Longer story is below:

Suppose we have a piece of code which waits for a certain external condition to happen. The code could look like

bool gEvent = false;

void waitLoop() {
while (!gEvent) {
sleep(1);
}
...
}
Let's assume that this is a single threaded program and the external condition we are waiting for is a Unix signal. The signal handler is very simple - it simply sets gEvent to true:
void wakeUp() {
gEvent = true;
}
The problem with the code above is that compiler would optimize out check of the condition inside waitLoop() incorrectly assuming from local analysis of the code that gEvent never changes. The fix is to declare gEvent with volatile modifier which basically tells compiler that the variable can be changed at any time and that is unsafe to perform any optimization based on the analysis of local code:
volatile bool gEvent = false;
Let's take another example. The code is same but this time it is a mutli-threaded program where one thread waits for another. So waitLoop() runs inside one thread and wakeUp() eventually called from another. Is the code still correct? Probably yes if we keep volatile flag and if operations which read or write gEvent variable can be considered as atomic. The later assumptions seems to be correct for most (all?) platforms.
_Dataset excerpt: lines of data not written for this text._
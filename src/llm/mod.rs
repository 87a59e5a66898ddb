//! Completion client layer.
//!
//! Defines the chat message types, the [`CompletionClient`] trait that
//! agents depend on, and the reqwest-backed [`OpenAiService`] that talks to
//! an OpenAI-compatible chat endpoint.

mod openai;

pub use openai::OpenAiService;

use async_trait::async_trait;
use serde::{Deserialize, Serialize};
use tokio_util::sync::CancellationToken;

use crate::error::Result;

/// Message role in a chat-completion request.
#[derive(Debug, Clone, Copy, PartialEq, Eq, Serialize, Deserialize)]
#[serde(rename_all = "lowercase")]
pub enum Role {
    System,
    User,
    Assistant,
}

/// A single chat message.
#[derive(Debug, Clone, Serialize, Deserialize)]
pub struct ChatMessage {
    pub role: Role,
    pub content: String,
}

impl ChatMessage {
    pub fn system(content: impl Into<String>) -> Self {
        Self {
            role: Role::System,
            content: content.into(),
        }
    }

    pub fn user(content: impl Into<String>) -> Self {
        Self {
            role: Role::User,
            content: content.into(),
        }
    }
}

/// Completion response, wrapped without parsing.
///
/// `raw` holds the upstream response body verbatim. Interpreting it is the
/// caller's concern; the client only guarantees the request succeeded at the
/// HTTP level.
#[derive(Debug, Clone, PartialEq, Eq, Serialize, Deserialize)]
pub struct StructuredResponse {
    pub raw: String,
}

/// Client for a chat-completion endpoint.
///
/// Implementations must be safe for concurrent use; agents share one client
/// behind an `Arc` and issue independent calls through it.
#[async_trait]
pub trait CompletionClient: Send + Sync {
    /// Send `prompt` as a user message and return the raw response body.
    ///
    /// Returns [`AgentError::Cancelled`](crate::error::AgentError::Cancelled)
    /// if `cancel` fires before the call completes.
    async fn get_structured_response(
        &self,
        prompt: &str,
        cancel: &CancellationToken,
    ) -> Result<StructuredResponse>;
}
But what if we cannot treat operations which read or write gEvent variable as atomic? For example it might be an instance of a more complex type; for example an instance of class which contains other information then just a information whenever event have happened or not:
struct EventInfo {
EventInfo(bool happened = false, const string& source = "")
: fHappened(happened), fSource(source)
{}
bool fHappened;
string fSource;
}

volatile EventInfo gEventInfo;

void waitLoop() {
while (!fEventInfo.fHappened) {
sleep(1);
}
const string& eventSource = fEventInfo.fSource;
...
}

void wakeUp() {
gEventInfo = EventInfo(true, "wakeUp");
}
This code is still ok for single-threaded program where wakeUp() is a signal handler but is unsafe for multi-threaded program where wakeUp() runs in a separate thread as operations on gEventInfo cannot be treated as atomic anymore.
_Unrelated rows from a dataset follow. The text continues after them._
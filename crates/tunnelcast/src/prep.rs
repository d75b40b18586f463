//! Environment preparation before anything is launched.

use std::path::{Path, PathBuf};

use tracing::{debug, info, warn};

use crate::cmd::{command_exists, try_cmd};

const CLOUDFLARED: &str = "cloudflared";

/// Install locations checked when cloudflared is not on PATH (services
/// often run with a stripped PATH).
fn cloudflared_candidates() -> Vec<PathBuf> {
    let mut candidates = Vec::new();
    if let Some(home) = dirs::home_dir() {
        candidates.push(home.join(".local/bin").join(CLOUDFLARED));
    }
    candidates.push(PathBuf::from("/usr/local/bin").join(CLOUDFLARED));
    candidates.push(PathBuf::from("/usr/bin").join(CLOUDFLARED));
    candidates.push(PathBuf::from("/opt/homebrew/bin").join(CLOUDFLARED));
    candidates
}

/// Resolve the cloudflared executable.
///
/// An explicitly configured path is used as-is, even when it does not exist:
/// a missing binary surfaces later as a tunnel that never prints an address.
pub fn resolve_cloudflared(configured: Option<&Path>) -> PathBuf {
    if let Some(path) = configured {
        if path.components().count() == 1 {
            if let Ok(found) = which::which(path) {
                return found;
            }
        }
        if !path.exists() {
            warn!(path = %path.display(), "configured cloudflared binary does not exist");
        }
        return path.to_path_buf();
    }

    if let Ok(found) = which::which(CLOUDFLARED) {
        debug!(path = %found.display(), "cloudflared found on PATH");
        return found;
    }
    if let Some(found) = cloudflared_candidates().into_iter().find(|p| p.exists()) {
        debug!(path = %found.display(), "cloudflared found in install location");
        return found;
    }

    warn!("cloudflared not found on PATH or in common install locations");
    PathBuf::from(CLOUDFLARED)
}

/// Evict whatever is listening on `port`. Best-effort: failures are logged
/// and ignored.
pub async fn free_port(port: u16) {
    if command_exists("fuser") {
        let target = format!("{port}/tcp");
        match try_cmd("fuser", &["-k", &target], None, &[]).await {
            Ok(out) if out.success => info!(port, "evicted previous listener"),
            Ok(_) => debug!(port, "port is free"),
            Err(e) => debug!(port, error = %e, "fuser failed"),
        }
        return;
    }

    if command_exists("lsof") {
        let target = format!("-iTCP:{port}");
        match try_cmd("lsof", &["-t", &target, "-sTCP:LISTEN"], None, &[]).await {
            Ok(out) => {
                let own = std::process::id();
                for pid in parse_pids(&out.stdout).into_iter().filter(|p| *p != own) {
                    kill_pid(pid, port);
                }
            }
            Err(e) => debug!(port, error = %e, "lsof failed"),
        }
        return;
    }

    debug!(port, "neither fuser nor lsof available; not freeing port");
}

/// Parse one pid per line, skipping anything that is not a pid.
pub fn parse_pids(text: &str) -> Vec<u32> {
    text.lines()
        .filter_map(|line| line.trim().parse().ok())
        .filter(|pid| *pid > 0)
        .collect()
}

#[cfg(unix)]
fn kill_pid(pid: u32, port: u16) {
    use nix::sys::signal::{Signal, kill};
    use nix::unistd::Pid;

    let Ok(raw) = i32::try_from(pid) else {
        return;
    };
    match kill(Pid::from_raw(raw), Signal::SIGKILL) {
        Ok(()) => info!(port, pid, "evicted previous listener"),
        Err(e) => debug!(port, pid, error = %e, "failed to kill previous listener"),
    }
}

#[cfg(not(unix))]
fn kill_pid(pid: u32, port: u16) {
    debug!(port, pid, "killing listeners is only supported on unix");
}
use std::path::Path;

use anyhow::{Context, Result, bail};
use tokio::process::Command;

/// Captured result of a finished command.
#[derive(Debug, Clone)]
pub struct CmdOutput {
    pub success: bool,
    pub stdout: String,
    pub stderr: String,
}

/// Run a command to completion and capture its output, whatever its exit
/// status. Only a failure to start the program is an error.
pub async fn try_cmd(
    program: &str,
    args: &[&str],
    cwd: Option<&Path>,
    envs: &[(String, String)],
) -> Result<CmdOutput> {
    let cmd_line = format!("{program} {}", args.join(" "));
    tracing::debug!("exec: {cmd_line}");

    let mut cmd = Command::new(program);
    cmd.args(args)
        .envs(envs.iter().map(|(k, v)| (k.as_str(), v.as_str())));
    if let Some(dir) = cwd {
        cmd.current_dir(dir);
    }

    let output = cmd
        .output()
        .await
        .with_context(|| format!("failed to execute: {cmd_line}"))?;

    Ok(CmdOutput {
        success: output.status.success(),
        stdout: String::from_utf8_lossy(&output.stdout).trim().to_string(),
        stderr: String::from_utf8_lossy(&output.stderr).trim().to_string(),
    })
}

/// Execute a command with logging. Logs the full command line at debug level
/// and a human-friendly description at info level. Returns trimmed stdout.
pub async fn run_cmd(
    description: &str,
    program: &str,
    args: &[&str],
    cwd: Option<&Path>,
    envs: &[(String, String)],
) -> Result<String> {
    tracing::info!("{description}");
    let output = try_cmd(program, args, cwd, envs).await?;

    if !output.success {
        let cmd_line = format!("{program} {}", args.join(" "));
        tracing::error!("command failed: {cmd_line}\nstderr: {}", output.stderr);
        bail!("{description} failed: {}", output.stderr);
    }
    Ok(output.stdout)
}

/// Check whether a program exists on PATH.
pub fn command_exists(program: &str) -> bool {
    which::which(program).is_ok()
}
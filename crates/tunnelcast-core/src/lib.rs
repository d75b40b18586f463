//! `tunnelcast` Core Library
//!
//! Process-free building blocks for the launcher:
//! - Tunnel address scanning of streamed tunnel output
//! - Rewriting of the published assignment line in the site asset
//! - Acquisition retry policy
//! - Configuration resolution and shared tracing setup

pub mod address;
pub mod asset;
pub mod config;
pub mod error;
pub mod policy;
pub mod tracing_init;

pub use address::{ScanOutcome, TunnelAddress};
pub use config::LaunchConfig;
pub use error::{Error, Result};
pub use policy::AcquirePolicy;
So how do we fix it? We should surround places where code reads or writes gEventInfo with locks to make sure only one thread accesses gEventInfo at a time. I'll use boost thread library in the example.
boost::mutex gMutex;

void waitLoop() {
string eventSource;

for (bool eventHappened = false; !eventHappened; ) {
{
boost::mutex::scoped_lock lock(gMutex);
eventHappened = fEventInfo.fHappened;
eventSource = fEventInfo.fSource;
}
sleep(1);
}
...
}

void wakeUp() {
boost::mutex::scoped_lock lock(gMutex);

gEventInfo = EventInfo(true, "wakeUp");
}
Comparing this code with earlier examples it looks like we still need to declare gEventInfo variable as volatile but it turns out we don't really need to. Quote from Thread Cannot be Implemented as a Library [PDF]:
In practice, C and C++ implementations that support
Pthreads generally proceed as follows:
  1. Functions such as pthread_mutex_lock() that are guaranteed by the standard to “synchronize memory” include hardware instructions (“memory barriers”) that prevent hardware reordering of memory operations around the call.
  2. To prevent the compiler from moving memory operations around calls to functions such as pthread_mutex_lock(), they are essentially treated as calls to opaque functions, about which the compiler has no information. The compiler effectively assumes that pthread_mutex_lock() may read or write any global variable. Thus a memory reference cannot simply be moved across the call. This approach also ensures that transitive calls, e.g. a call to a function f() which then calls pthread_mutex_lock(), are handled in the same way more or less appropriately, i.e. memory operations are not moved across the call to f() either, whether or not the entire user program is being analyzed at once.
So at least if you using POSIX threads (boost::threads under Linux uses them) your code is probably safe without use of volatile as long as you use locks around global variables shared between several threads. Good question whenever this example code is portable to other platforms; after all boost::threads supports threading libraries other then POSIX which may have other rules for mutexes and locks. I haven't researched this yet as for now I don't really care about other platforms.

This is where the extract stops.